À l’âge de 88 ans, D’Arcy, qui est une actrice et documentariste irlandaise légendaire, est un membre régulier de Shannonwatch, composé d’un groupe d’activistes qui organisent depuis 2008 des veillées mensuelles sur un rond-point près de l’aéroport. Les objectifs de Shannonwatch sont de « mettre fin à l’utilisation militaire américaine de l’aéroport de Shannon, d’arrêter les vols de passage à travers l’aéroport et d’obtenir des comptes à la fois des autorités irlandaises compétentes et des dirigeants politiques ». Edward Horgan, un vétéran de l’armée irlandaise qui avait participé à des missions de maintien de la paix à Chypre et en Palestine, m’a dit que cette veillée était vitale. « Il est important que nous venions ici tous les mois », a-t-il déclaré, « car sans cela, il n’y a pas d’opposition visible » à l’emprise de l’armée américaine en Irlande.

Selon un rapport de Shannonwatch intitulé « Shannon Airport and 21st Century War », l’utilisation de l’aéroport comme base d’opérations avancée américaine a commencé en 2002-2003, et cette transformation « était, et est toujours, profondément offensante pour la majorité des Irlandais ».
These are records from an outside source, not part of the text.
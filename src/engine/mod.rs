//! Pure computation engines over fetched league data.

pub mod factoids;
pub mod pick_ownership;
pub mod run_type;
pub mod taxi_validator;

pub use factoids::derive_factoids;
pub use pick_ownership::{resolve_ownership, PickKey, PickOwnershipLedger, PickTransferRecord};
pub use run_type::{RunSchedule, RunSlot, ScheduleZone};
pub use taxi_validator::{
    resolve_acquisition, validate_taxi, Acquisition, SeasonActivity, TaxiRules,
    TaxiValidationInput,
};
//! TTL-caching decorator over any `LeagueDataSource`.

use super::{DataSourceError, LeagueDataSource, PlayerDirectory};
use crate::cache::{CacheStore, Clock, MemoryCache};
use crate::domain::{
    DraftInfo, DraftSelection, LeagueInfo, LeagueUser, LineupAppearance, NflState, Roster,
    Transaction,
};
use async_trait::async_trait;
use std::future::Future;
use std::sync::Arc;
use std::time::Duration;
use tracing::debug;

/// Time-to-live per upstream resource.
#[derive(Debug, Clone, Copy, PartialEq, Eq)]
pub struct CacheTtls {
    pub league: Duration,
    pub rosters: Duration,
    pub transactions: Duration,
    pub matchups: Duration,
    pub drafts: Duration,
    pub players: Duration,
    pub nfl_state: Duration,
}

impl Default for CacheTtls {
    fn default() -> Self {
        Self {
            league: Duration::from_secs(60),
            rosters: Duration::from_secs(60),
            transactions: Duration::from_secs(60),
            matchups: Duration::from_secs(300),
            drafts: Duration::from_secs(300),
            players: Duration::from_secs(6 * 3600),
            nfl_state: Duration::from_secs(300),
        }
    }
}

/// Serves repeated reads from memory until their TTL runs out. Errors are not cached.
///
/// Each miss also sweeps expired entries of the same resource, so keys that are
/// never read again (old weeks, earlier leagues) do not pile up.
#[derive(Debug)]
pub struct CachedDataSource {
    inner: Arc<dyn LeagueDataSource>,
    ttls: CacheTtls,
    leagues: MemoryCache<LeagueInfo>,
    rosters: MemoryCache<Vec<Roster>>,
    users: MemoryCache<Vec<LeagueUser>>,
    transactions: MemoryCache<Vec<Transaction>>,
    matchups: MemoryCache<Vec<LineupAppearance>>,
    drafts: MemoryCache<Vec<DraftInfo>>,
    draft_picks: MemoryCache<Vec<DraftSelection>>,
    players: MemoryCache<PlayerDirectory>,
    nfl_state: MemoryCache<NflState>,
}

impl CachedDataSource {
    pub fn new(inner: Arc<dyn LeagueDataSource>, clock: Arc<dyn Clock>, ttls: CacheTtls) -> Self {
        Self {
            inner,
            ttls,
            leagues: MemoryCache::new(clock.clone()),
            rosters: MemoryCache::new(clock.clone()),
            users: MemoryCache::new(clock.clone()),
            transactions: MemoryCache::new(clock.clone()),
            matchups: MemoryCache::new(clock.clone()),
            drafts: MemoryCache::new(clock.clone()),
            draft_picks: MemoryCache::new(clock.clone()),
            players: MemoryCache::new(clock.clone()),
            nfl_state: MemoryCache::new(clock),
        }
    }
}

async fn cached<V, F, Fut>(
    cache: &MemoryCache<V>,
    key: &str,
    ttl: Duration,
    fetch: F,
) -> Result<V, DataSourceError>
where
    V: Clone + Send,
    F: FnOnce() -> Fut,
    Fut: Future<Output = Result<V, DataSourceError>>,
{
    if let Some(hit) = cache.get(key) {
        debug!(key = %key, "Upstream cache hit");
        return Ok(hit);
    }
    let value = fetch().await?;
    let purged = cache.purge_expired();
    if purged > 0 {
        debug!(purged, "Dropped expired cache entries");
    }
    cache.set_with_ttl(key, value.clone(), ttl);
    Ok(value)
}

#[async_trait]
impl LeagueDataSource for CachedDataSource {
    async fn fetch_league(&self, league_id: &str) -> Result<LeagueInfo, DataSourceError> {
        cached(&self.leagues, league_id, self.ttls.league, || {
            self.inner.fetch_league(league_id)
        })
        .await
    }

    async fn fetch_rosters(&self, league_id: &str) -> Result<Vec<Roster>, DataSourceError> {
        cached(&self.rosters, league_id, self.ttls.rosters, || {
            self.inner.fetch_rosters(league_id)
        })
        .await
    }

    async fn fetch_users(&self, league_id: &str) -> Result<Vec<LeagueUser>, DataSourceError> {
        cached(&self.users, league_id, self.ttls.rosters, || {
            self.inner.fetch_users(league_id)
        })
        .await
    }

    async fn fetch_transactions(
        &self,
        league_id: &str,
        week: u32,
    ) -> Result<Vec<Transaction>, DataSourceError> {
        let key = format!("{}/{}", league_id, week);
        cached(&self.transactions, &key, self.ttls.transactions, || {
            self.inner.fetch_transactions(league_id, week)
        })
        .await
    }

    async fn fetch_matchups(
        &self,
        league_id: &str,
        week: u32,
    ) -> Result<Vec<LineupAppearance>, DataSourceError> {
        let key = format!("{}/{}", league_id, week);
        cached(&self.matchups, &key, self.ttls.matchups, || {
            self.inner.fetch_matchups(league_id, week)
        })
        .await
    }

    async fn fetch_drafts(&self, league_id: &str) -> Result<Vec<DraftInfo>, DataSourceError> {
        cached(&self.drafts, league_id, self.ttls.drafts, || {
            self.inner.fetch_drafts(league_id)
        })
        .await
    }

    async fn fetch_draft_picks(
        &self,
        draft: &DraftInfo,
    ) -> Result<Vec<DraftSelection>, DataSourceError> {
        cached(&self.draft_picks, &draft.draft_id, self.ttls.drafts, || {
            self.inner.fetch_draft_picks(draft)
        })
        .await
    }

    async fn fetch_players(&self) -> Result<PlayerDirectory, DataSourceError> {
        cached(&self.players, "nfl", self.ttls.players, || {
            self.inner.fetch_players()
        })
        .await
    }

    async fn fetch_nfl_state(&self) -> Result<NflState, DataSourceError> {
        cached(&self.nfl_state, "nfl", self.ttls.nfl_state, || {
            self.inner.fetch_nfl_state()
        })
        .await
    }
}
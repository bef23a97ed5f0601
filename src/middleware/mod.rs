//! Middleware and extractors for the protected routes.
//!
//! # Modules
//!
//! - [`session`]: Cookie-driven session check in front of every protected route
//! - [`auth`]: [`auth::AuthSession`] extractor handing the session to controllers
//!
//! # Flow
//!
//! 1. The browser sends the `access_token` and `refresh_token` cookies
//! 2. [`session::require_session`] classifies the pair and redirects unless
//!    the access token is still live
//! 3. Controllers take an [`auth::AuthSession`] and call the backend with it
//! 4. Tokens refreshed during the call are written back as cookies
//!
//! ```ignore
//! use crate::middleware::auth::AuthSession;
//!
//! async fn list_semesters(
//!     State(state): State<AppState>,
//!     auth: AuthSession,
//! ) -> Result<Json<Vec<Semester>>, AppError> {
//!     let semesters = state.backend.semesters(&auth.session, auth.user.user_id).await?;
//!     Ok(Json(semesters))
//! }
//! ```

pub mod auth;
pub mod session;
use crate::modules::assignments::controller::{
    list_alerts, list_similarity_pairs, list_submissions,
};
use crate::modules::plots::controller::assignment_plot;
use crate::state::AppState;
use axum::{Router, routing::get};

pub fn init_assignments_router() -> Router<AppState> {
    Router::new()
        .route("/{assignment}/submissions", get(list_submissions))
        .route("/{assignment}/similarity-pairs", get(list_similarity_pairs))
        .route("/{assignment}/alerts", get(list_alerts))
        .route("/{assignment}/plots/{kind}", get(assignment_plot))
}
use anyhow::anyhow;
use axum::{
    Json,
    extract::{FromRequest, FromRequestParts, Query, Request, rejection::JsonRejection},
    http::request::Parts,
};
use prism_core::AppError;
use serde::de::DeserializeOwned;
use validator::{Validate, ValidationErrors};

pub(crate) fn format_errors(errors: &ValidationErrors) -> String {
    let mut messages: Vec<String> = errors
        .field_errors()
        .iter()
        .flat_map(|(field, errors)| {
            errors.iter().map(move |error| {
                error
                    .message
                    .as_ref()
                    .map(|msg| msg.to_string())
                    .unwrap_or_else(|| format!("{field} is invalid"))
            })
        })
        .collect();
    messages.sort();
    messages.join(", ")
}

/// JSON body extractor that runs `validator` rules before the handler.
///
/// Malformed bodies are rejected with `400`, failed rules with `422`, both
/// in the usual `{detail, status}` shape.
#[derive(Debug, Clone, Copy, Default)]
pub struct ValidatedJson<T>(pub T);

impl<T, S> FromRequest<S> for ValidatedJson<T>
where
    T: DeserializeOwned + Validate,
    S: Send + Sync,
{
    type Rejection = AppError;

    async fn from_request(req: Request, state: &S) -> Result<Self, Self::Rejection> {
        let Json(value) = Json::<T>::from_request(req, state)
            .await
            .map_err(|rejection| {
                if matches!(rejection, JsonRejection::MissingJsonContentType(_)) {
                    return AppError::bad_request(anyhow!(
                        "Missing 'Content-Type: application/json' header"
                    ));
                }

                let error_msg = rejection.body_text();
                if let Some(field) = error_msg
                    .split("missing field `")
                    .nth(1)
                    .and_then(|s| s.split('`').next())
                {
                    return AppError::bad_request(anyhow!("{field} is required"));
                }

                if error_msg.contains("invalid type") {
                    return AppError::bad_request(anyhow!("Invalid field type in request"));
                }

                AppError::bad_request(anyhow!("Invalid request body"))
            })?;

        value
            .validate()
            .map_err(|errors| AppError::unprocessable(anyhow!("{}", format_errors(&errors))))?;

        Ok(ValidatedJson(value))
    }
}

/// Query string extractor that runs `validator` rules before the handler.
///
/// Unparsable values are rejected with `400`, failed rules with `422`.
#[derive(Debug, Clone, Copy, Default)]
pub struct ValidatedQuery<T>(pub T);

impl<T, S> FromRequestParts<S> for ValidatedQuery<T>
where
    T: DeserializeOwned + Validate,
    S: Send + Sync,
{
    type Rejection = AppError;

    async fn from_request_parts(parts: &mut Parts, state: &S) -> Result<Self, Self::Rejection> {
        let Query(value) = Query::<T>::from_request_parts(parts, state)
            .await
            .map_err(|e| AppError::bad_request(anyhow!("Invalid query parameters: {}", e.body_text())))?;

        value
            .validate()
            .map_err(|errors| AppError::unprocessable(anyhow!("{}", format_errors(&errors))))?;

        Ok(ValidatedQuery(value))
    }
}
L’article 29 de la Constitution irlandaise de 1937 fixe le cadre de la neutralité du pays. Permettre à une armée étrangère d’utiliser le sol irlandais viole l’article 2 de la Convention de La Haye de 1907, dont l’Irlande est signataire. Néanmoins, a déclaré John Lannon de Shannonwatch, le gouvernement irlandais a permis à près de 3 millions de soldats américains de passer par l’aéroport de Shannon depuis 2002 et a même affecté un officier d’état-major permanent à l’aéroport. « L’espace aérien irlandais et l’aéroport de Shannon sont devenus la propriété virtuelle de la machine de guerre américaine », a déclaré Niall Farrell de Galway Alliance Against War. « La neutralité irlandaise était vraiment morte. »

Arrêt au stand de la mort

Les yeux de Margaretta D’Arcy brillent alors qu’elle raconte son séjour au Greenham Common Women’s Peace Camp, situé dans le Berkshire, en Angleterre, et impliquant des activistes du Pays de Galles, qui ont commencé une action pour empêcher le stockage et le passage de missiles de croisière américains sur cette base militaire britannique. Ce camp a commencé en 1981 et a duré jusqu’en 2000. D’Arcy est allée en prison trois fois au cours de cette lutte (sur un total d’au moins 20 fois, elle a été en prison pour son activisme anti-guerre). « C’était bien », m’a-t-elle dit, « parce que nous nous sommes débarrassés des armes et que la terre a été restituée au peuple. Cela a pris 19 ans. Les femmes se sont constamment battues jusqu’à ce que nous obtenions ce que nous voulions. » Lorsque D’Arcy a été arrêtée, les autorités pénitentiaires l’ont déshabillée pour la fouiller. Elle a refusé de remettre ses vêtements et a entamé une grève de la faim et une manifestation nue. Ce faisant, elle a forcé les autorités pénitentiaires à cesser la pratique des fouilles à nu. « Si vous agissez avec dignité, alors vous les forcez à vous traiter avec dignité », a-t-elle déclaré.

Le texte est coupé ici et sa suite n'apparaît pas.